What you are asked to do - Wherever the word "Show" appears in a line of the records, copy that line.

[Records from a data source]
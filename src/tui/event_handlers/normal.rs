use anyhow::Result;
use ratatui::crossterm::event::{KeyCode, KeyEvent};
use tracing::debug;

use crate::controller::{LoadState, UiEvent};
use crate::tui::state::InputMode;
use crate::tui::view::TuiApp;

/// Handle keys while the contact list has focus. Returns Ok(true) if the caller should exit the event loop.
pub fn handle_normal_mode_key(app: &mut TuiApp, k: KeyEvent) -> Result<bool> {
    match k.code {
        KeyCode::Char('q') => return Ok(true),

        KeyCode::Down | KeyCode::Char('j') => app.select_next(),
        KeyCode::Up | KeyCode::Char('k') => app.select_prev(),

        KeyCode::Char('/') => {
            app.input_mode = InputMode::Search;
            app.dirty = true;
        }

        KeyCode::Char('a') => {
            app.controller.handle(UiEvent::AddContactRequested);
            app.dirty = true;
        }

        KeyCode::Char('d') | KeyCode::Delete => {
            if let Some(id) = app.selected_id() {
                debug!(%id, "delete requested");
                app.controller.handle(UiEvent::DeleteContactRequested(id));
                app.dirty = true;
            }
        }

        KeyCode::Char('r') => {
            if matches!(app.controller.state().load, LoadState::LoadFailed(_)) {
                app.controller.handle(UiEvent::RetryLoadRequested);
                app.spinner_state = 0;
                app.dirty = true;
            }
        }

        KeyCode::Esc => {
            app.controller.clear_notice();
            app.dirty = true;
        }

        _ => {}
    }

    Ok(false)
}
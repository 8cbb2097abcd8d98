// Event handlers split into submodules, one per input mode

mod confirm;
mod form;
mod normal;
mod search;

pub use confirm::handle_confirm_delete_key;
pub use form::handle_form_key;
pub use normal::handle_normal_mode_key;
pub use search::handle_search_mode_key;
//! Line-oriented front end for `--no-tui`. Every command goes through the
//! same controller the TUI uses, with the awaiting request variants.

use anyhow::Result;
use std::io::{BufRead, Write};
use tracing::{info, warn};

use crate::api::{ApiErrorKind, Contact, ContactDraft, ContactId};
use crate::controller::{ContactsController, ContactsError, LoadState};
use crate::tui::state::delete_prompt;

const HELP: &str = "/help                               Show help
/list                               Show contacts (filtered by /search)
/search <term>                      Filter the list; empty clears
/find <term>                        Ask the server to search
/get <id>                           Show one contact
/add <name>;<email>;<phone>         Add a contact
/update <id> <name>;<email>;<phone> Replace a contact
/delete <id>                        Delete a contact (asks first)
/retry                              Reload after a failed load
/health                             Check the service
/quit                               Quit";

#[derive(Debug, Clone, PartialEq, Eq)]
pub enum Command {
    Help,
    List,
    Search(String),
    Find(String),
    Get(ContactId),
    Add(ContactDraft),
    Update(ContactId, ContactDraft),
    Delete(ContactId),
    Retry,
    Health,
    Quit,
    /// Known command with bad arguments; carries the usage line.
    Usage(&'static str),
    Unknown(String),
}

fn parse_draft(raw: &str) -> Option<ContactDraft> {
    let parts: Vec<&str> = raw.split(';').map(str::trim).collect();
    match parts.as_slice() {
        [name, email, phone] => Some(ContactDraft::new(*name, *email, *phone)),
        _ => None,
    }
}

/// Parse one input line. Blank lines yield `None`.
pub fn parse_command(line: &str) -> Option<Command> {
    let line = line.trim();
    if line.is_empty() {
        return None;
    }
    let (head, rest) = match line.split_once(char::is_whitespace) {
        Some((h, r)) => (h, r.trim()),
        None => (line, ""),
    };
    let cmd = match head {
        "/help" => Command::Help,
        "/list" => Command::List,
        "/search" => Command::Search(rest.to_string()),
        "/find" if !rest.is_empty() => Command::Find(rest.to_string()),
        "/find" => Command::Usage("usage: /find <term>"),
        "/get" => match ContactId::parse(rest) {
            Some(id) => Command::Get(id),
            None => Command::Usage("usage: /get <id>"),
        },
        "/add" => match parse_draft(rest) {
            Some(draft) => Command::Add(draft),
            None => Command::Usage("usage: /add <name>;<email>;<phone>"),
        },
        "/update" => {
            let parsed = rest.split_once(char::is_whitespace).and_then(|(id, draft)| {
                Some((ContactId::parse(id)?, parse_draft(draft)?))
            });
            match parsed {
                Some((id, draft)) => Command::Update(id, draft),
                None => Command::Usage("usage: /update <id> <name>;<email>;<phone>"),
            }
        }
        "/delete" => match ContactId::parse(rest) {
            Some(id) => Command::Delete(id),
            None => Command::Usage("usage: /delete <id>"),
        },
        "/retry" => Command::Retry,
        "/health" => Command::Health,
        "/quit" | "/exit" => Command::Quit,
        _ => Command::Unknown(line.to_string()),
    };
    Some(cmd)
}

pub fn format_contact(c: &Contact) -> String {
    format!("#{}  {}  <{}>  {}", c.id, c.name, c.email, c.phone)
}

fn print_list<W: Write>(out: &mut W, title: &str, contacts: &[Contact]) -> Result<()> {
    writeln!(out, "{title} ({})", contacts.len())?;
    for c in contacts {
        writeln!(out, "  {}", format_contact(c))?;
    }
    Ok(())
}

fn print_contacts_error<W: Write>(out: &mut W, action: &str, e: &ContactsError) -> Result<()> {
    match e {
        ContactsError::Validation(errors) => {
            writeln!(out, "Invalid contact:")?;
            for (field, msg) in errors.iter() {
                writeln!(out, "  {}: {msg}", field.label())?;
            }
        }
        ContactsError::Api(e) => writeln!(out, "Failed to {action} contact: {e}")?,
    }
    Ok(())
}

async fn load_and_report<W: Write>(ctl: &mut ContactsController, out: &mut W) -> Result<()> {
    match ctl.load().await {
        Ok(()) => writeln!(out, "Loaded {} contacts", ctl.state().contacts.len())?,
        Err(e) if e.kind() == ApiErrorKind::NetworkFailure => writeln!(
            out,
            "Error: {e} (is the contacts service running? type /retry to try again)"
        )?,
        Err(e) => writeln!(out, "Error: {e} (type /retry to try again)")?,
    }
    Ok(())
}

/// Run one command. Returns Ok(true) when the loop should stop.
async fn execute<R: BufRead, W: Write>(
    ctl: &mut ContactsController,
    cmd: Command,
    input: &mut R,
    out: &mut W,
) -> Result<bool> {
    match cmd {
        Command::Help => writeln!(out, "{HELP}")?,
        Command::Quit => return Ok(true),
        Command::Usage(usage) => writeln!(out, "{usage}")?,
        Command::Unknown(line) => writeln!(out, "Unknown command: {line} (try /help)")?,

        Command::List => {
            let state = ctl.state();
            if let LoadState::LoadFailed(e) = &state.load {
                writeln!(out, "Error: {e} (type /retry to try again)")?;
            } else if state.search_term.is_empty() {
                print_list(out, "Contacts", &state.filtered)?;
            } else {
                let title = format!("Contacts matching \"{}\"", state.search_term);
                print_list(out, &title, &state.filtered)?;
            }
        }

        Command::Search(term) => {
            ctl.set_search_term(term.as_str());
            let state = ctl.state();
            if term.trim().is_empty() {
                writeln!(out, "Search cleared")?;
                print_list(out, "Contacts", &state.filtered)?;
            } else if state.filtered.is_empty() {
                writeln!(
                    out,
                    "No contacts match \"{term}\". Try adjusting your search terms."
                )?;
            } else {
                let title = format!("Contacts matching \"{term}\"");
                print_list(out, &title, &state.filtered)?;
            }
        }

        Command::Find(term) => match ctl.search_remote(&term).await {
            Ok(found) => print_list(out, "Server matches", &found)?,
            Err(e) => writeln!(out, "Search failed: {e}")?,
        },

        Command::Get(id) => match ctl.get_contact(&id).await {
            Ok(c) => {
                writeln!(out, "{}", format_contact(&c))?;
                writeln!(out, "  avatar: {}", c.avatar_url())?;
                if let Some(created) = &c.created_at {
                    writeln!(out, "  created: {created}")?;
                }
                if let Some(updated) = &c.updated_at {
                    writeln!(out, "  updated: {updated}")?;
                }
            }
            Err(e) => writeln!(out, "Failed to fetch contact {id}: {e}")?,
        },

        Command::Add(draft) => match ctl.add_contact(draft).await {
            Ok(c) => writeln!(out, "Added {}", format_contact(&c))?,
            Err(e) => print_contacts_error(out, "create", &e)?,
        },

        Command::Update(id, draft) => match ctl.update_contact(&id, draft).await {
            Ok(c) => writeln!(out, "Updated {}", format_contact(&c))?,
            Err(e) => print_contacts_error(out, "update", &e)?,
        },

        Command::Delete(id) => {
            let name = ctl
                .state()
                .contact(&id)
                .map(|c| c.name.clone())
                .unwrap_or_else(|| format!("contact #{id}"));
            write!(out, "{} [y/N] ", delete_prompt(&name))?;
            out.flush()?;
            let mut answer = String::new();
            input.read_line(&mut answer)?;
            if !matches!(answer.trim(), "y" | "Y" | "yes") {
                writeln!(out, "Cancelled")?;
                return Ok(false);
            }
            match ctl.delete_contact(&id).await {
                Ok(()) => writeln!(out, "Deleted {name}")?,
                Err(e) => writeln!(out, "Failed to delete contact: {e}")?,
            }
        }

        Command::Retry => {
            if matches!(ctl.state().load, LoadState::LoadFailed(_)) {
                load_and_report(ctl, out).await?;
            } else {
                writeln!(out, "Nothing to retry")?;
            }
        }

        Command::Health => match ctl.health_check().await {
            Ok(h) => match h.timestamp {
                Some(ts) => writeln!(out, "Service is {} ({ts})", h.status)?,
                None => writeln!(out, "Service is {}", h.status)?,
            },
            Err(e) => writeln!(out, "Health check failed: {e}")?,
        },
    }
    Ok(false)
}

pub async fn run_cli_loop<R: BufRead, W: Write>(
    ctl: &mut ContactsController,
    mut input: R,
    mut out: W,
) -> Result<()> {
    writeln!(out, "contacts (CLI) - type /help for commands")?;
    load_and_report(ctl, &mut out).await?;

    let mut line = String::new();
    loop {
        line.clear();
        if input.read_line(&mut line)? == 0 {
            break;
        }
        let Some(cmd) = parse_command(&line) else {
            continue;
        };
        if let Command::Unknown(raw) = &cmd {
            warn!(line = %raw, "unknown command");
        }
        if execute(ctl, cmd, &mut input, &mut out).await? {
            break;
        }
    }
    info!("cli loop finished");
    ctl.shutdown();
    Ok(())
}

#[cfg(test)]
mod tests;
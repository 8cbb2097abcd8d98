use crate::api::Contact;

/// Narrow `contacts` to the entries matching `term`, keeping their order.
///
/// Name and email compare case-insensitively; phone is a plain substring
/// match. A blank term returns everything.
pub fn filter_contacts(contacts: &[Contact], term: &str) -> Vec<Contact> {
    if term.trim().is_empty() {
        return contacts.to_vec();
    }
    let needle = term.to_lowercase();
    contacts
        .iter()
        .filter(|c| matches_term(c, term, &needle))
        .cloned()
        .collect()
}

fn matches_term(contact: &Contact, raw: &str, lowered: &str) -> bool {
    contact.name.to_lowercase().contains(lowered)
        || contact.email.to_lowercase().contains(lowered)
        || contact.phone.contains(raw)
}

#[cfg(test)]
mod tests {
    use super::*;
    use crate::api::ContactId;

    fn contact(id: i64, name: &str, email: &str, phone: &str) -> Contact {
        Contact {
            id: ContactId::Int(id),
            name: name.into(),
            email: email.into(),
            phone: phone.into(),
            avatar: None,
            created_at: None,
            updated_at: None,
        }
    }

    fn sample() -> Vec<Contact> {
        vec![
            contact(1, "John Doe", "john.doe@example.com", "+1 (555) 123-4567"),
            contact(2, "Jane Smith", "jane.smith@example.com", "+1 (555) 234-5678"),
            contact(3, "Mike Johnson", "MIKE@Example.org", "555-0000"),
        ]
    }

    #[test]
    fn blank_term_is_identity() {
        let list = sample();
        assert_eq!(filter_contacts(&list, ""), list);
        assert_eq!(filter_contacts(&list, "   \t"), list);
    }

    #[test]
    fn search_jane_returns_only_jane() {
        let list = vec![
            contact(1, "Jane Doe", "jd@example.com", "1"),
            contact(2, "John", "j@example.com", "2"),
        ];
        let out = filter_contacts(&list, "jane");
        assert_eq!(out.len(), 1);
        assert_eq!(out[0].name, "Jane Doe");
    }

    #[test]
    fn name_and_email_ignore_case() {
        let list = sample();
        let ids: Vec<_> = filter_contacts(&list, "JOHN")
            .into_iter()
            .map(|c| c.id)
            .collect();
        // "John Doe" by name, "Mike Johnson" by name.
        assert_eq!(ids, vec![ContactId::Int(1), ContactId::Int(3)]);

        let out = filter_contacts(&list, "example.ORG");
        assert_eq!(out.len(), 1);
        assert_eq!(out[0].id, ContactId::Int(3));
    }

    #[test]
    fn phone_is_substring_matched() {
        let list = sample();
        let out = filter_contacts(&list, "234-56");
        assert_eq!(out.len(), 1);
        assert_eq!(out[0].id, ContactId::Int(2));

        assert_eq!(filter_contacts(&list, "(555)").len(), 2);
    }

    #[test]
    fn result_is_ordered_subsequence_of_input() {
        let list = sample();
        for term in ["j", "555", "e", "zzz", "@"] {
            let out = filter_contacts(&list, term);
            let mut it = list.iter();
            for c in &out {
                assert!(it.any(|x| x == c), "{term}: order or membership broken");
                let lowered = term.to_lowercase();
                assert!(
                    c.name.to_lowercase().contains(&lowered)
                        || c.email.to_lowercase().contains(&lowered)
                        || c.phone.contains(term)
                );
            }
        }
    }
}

Written answer -
const HELP: &str = "/help                               Show help
/list                               Show contacts (filtered by /search)
/get <id>                           Show one contact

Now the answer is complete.